Required work: Your task is to copy every line of the records below that contains "RpcResult".

[Dataset entries]
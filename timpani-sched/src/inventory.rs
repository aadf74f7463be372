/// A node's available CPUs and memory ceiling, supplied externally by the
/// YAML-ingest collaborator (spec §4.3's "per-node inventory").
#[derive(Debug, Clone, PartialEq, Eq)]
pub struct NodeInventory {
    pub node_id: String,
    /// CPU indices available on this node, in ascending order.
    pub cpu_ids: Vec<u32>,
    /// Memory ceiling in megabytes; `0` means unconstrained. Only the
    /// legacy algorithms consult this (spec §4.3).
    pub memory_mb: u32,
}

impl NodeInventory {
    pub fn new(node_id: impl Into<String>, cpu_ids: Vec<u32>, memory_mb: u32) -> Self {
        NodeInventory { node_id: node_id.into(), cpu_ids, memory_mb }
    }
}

--

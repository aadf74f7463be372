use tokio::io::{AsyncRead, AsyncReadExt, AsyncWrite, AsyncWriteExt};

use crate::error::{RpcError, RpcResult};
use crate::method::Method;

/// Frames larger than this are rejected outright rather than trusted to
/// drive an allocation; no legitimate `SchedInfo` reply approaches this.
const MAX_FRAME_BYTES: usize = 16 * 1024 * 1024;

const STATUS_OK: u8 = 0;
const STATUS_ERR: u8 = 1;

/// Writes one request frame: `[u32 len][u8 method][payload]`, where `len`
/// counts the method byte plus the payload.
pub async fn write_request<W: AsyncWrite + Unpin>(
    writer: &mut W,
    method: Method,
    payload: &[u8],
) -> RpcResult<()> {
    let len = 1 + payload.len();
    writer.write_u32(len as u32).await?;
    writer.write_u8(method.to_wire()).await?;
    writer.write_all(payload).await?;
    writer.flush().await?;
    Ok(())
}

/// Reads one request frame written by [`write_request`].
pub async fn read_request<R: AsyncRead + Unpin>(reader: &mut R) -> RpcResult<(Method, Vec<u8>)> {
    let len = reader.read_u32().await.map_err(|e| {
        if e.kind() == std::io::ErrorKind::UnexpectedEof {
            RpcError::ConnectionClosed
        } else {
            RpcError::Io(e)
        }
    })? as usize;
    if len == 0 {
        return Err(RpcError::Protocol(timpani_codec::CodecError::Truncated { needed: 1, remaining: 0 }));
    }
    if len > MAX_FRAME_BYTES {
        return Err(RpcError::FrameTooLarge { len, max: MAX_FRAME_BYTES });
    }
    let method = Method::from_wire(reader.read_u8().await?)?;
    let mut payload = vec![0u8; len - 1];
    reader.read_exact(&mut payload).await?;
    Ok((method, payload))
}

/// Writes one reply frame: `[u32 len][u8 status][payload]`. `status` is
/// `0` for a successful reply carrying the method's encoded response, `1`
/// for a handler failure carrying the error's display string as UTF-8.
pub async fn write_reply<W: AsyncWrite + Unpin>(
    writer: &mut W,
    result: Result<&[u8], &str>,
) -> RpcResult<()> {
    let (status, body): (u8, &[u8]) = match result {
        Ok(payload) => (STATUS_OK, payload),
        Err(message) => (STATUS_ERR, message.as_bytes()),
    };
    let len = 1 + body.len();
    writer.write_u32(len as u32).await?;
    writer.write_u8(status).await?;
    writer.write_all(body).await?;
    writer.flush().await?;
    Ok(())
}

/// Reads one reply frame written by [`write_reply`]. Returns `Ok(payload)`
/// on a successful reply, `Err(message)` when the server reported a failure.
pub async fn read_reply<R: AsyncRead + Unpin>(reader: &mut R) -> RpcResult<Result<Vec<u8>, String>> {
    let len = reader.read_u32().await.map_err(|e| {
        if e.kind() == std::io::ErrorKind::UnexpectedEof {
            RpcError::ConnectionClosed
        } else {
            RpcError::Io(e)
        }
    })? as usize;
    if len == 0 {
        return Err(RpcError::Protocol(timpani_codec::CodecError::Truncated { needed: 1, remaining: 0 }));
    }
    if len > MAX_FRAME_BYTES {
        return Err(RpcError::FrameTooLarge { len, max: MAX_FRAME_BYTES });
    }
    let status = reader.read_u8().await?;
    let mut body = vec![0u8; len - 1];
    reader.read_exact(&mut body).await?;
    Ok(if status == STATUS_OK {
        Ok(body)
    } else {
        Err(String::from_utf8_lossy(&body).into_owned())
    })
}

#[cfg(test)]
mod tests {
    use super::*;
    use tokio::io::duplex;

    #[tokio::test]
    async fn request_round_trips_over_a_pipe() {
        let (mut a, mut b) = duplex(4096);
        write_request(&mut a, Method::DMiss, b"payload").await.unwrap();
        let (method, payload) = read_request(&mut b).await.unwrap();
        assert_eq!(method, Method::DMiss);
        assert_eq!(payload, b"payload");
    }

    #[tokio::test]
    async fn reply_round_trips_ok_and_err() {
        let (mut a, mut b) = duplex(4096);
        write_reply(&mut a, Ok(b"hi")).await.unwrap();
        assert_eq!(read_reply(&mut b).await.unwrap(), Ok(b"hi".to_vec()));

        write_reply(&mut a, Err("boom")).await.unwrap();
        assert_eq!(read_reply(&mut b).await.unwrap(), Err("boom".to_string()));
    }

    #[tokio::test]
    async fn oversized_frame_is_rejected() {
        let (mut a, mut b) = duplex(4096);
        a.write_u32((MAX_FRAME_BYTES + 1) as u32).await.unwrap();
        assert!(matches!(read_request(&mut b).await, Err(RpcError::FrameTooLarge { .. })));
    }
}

Written response:
use crate::error::{RpcError, RpcResult};
) -> RpcResult<()> {
pub async fn read_request<R: AsyncRead + Unpin>(reader: &mut R) -> RpcResult<(Method, Vec<u8>)> {
) -> RpcResult<()> {
pub async fn read_reply<R: AsyncRead + Unpin>(reader: &mut R) -> RpcResult<Result<Vec<u8>, String>> {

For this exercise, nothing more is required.